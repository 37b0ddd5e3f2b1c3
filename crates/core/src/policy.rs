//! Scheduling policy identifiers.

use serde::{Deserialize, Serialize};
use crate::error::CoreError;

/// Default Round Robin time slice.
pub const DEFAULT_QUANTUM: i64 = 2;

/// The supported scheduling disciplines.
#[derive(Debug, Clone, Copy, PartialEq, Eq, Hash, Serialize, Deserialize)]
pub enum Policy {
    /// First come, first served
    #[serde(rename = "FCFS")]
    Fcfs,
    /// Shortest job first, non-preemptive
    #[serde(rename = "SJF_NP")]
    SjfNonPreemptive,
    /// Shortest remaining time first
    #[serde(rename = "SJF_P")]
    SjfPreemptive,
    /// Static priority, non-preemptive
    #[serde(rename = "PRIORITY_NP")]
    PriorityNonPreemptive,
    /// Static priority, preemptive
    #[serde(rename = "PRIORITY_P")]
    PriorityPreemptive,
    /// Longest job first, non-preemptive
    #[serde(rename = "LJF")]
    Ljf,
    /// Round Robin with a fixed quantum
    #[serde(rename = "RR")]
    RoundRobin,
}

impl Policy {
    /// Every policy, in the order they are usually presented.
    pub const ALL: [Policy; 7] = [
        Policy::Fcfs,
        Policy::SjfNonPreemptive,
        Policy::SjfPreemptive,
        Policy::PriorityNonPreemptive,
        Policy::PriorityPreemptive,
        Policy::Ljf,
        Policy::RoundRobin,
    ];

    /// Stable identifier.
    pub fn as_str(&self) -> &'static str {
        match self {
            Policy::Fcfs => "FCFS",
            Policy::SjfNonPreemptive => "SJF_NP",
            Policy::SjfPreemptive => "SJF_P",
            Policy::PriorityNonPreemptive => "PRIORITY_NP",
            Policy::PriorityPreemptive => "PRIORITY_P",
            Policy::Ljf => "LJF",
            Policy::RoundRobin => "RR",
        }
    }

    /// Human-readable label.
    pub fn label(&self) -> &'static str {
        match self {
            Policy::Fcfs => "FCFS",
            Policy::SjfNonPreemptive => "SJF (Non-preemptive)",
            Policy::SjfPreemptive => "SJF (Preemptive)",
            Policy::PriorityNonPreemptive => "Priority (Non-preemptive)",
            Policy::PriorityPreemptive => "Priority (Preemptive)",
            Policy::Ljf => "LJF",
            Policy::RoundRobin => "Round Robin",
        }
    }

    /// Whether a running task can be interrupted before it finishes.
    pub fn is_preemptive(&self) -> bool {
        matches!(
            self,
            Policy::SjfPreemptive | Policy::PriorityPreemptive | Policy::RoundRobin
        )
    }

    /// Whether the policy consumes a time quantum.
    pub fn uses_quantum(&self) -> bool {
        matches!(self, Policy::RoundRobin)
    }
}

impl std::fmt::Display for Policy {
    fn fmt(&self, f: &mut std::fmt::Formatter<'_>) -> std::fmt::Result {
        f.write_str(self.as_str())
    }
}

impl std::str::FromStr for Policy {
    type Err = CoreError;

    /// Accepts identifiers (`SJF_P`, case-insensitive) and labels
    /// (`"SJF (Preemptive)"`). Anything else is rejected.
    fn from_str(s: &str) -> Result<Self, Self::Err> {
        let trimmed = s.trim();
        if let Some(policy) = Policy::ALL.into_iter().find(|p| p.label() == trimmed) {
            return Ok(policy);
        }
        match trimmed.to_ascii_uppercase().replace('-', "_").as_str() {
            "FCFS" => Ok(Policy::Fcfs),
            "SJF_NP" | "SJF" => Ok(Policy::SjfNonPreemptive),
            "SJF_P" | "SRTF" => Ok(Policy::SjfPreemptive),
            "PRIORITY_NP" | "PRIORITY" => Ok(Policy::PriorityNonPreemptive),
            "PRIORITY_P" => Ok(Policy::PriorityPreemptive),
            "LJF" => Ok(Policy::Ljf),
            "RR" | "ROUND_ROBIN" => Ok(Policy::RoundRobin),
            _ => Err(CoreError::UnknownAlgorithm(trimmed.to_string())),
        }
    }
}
§
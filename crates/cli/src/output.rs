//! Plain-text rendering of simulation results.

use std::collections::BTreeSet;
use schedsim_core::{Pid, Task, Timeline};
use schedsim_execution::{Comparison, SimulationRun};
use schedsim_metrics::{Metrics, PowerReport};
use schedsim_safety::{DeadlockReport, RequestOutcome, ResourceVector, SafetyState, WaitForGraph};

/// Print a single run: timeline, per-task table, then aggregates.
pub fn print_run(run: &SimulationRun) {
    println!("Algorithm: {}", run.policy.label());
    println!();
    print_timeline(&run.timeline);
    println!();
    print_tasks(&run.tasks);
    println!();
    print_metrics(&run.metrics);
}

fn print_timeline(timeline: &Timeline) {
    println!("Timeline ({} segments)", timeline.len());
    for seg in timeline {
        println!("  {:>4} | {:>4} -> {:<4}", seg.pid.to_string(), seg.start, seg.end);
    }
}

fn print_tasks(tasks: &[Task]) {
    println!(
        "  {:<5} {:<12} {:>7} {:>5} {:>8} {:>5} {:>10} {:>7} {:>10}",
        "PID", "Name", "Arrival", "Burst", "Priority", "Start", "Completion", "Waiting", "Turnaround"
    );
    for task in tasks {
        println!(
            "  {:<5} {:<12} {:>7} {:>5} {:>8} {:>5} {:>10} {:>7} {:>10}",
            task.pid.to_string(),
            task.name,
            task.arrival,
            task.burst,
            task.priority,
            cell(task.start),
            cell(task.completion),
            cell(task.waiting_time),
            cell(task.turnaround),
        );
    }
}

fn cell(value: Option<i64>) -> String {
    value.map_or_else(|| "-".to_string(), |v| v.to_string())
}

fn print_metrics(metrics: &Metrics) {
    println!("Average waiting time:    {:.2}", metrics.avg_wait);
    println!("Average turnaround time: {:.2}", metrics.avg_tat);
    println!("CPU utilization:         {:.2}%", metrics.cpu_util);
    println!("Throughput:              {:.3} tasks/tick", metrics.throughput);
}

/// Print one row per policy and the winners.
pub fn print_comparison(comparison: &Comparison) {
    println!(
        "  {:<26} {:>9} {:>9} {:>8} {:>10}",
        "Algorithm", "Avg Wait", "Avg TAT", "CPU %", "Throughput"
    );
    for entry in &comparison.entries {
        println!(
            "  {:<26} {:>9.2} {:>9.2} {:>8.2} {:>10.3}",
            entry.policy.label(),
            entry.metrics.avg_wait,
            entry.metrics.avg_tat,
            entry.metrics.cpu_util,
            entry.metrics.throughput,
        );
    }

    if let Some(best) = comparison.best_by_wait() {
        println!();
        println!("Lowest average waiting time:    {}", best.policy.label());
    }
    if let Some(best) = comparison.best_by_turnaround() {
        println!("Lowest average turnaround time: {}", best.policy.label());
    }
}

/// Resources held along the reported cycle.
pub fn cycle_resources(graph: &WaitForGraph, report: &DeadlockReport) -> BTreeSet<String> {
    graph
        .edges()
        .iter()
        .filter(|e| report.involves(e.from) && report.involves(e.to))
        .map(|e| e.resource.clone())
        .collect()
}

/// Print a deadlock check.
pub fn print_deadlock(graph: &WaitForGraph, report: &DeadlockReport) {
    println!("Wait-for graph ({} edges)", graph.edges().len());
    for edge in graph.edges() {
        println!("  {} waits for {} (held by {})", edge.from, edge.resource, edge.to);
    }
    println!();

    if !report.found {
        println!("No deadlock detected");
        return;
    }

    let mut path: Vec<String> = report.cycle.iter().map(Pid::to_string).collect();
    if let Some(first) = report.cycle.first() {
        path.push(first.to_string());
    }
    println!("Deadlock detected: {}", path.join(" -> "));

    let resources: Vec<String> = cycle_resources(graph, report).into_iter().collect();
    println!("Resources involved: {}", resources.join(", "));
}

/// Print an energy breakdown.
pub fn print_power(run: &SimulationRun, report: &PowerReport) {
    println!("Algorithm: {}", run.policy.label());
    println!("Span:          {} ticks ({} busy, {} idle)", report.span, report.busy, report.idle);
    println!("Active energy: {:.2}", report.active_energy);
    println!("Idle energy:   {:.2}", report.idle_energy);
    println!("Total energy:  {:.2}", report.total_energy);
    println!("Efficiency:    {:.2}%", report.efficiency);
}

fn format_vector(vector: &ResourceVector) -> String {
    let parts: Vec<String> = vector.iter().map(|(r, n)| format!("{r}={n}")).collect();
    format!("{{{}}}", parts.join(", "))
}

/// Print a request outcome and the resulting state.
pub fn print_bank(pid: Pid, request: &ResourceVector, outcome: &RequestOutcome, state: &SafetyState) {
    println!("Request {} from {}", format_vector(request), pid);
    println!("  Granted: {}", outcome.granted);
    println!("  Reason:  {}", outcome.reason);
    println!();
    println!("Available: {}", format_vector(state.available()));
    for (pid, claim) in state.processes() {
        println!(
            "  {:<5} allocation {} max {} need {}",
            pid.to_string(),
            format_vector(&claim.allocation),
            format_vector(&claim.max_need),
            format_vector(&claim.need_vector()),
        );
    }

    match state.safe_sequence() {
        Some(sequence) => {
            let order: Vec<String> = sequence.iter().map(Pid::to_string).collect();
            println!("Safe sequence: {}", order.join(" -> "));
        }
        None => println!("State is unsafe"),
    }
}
§
- _WORK TO BE COMPLETED_
Using the entries above, copy out all lines that contain the string "const".

- _SOLUTION TO THE EXERCISE_
pub const DEFAULT_QUANTUM: i64 = 2;
    pub const ALL: [Policy; 7] = [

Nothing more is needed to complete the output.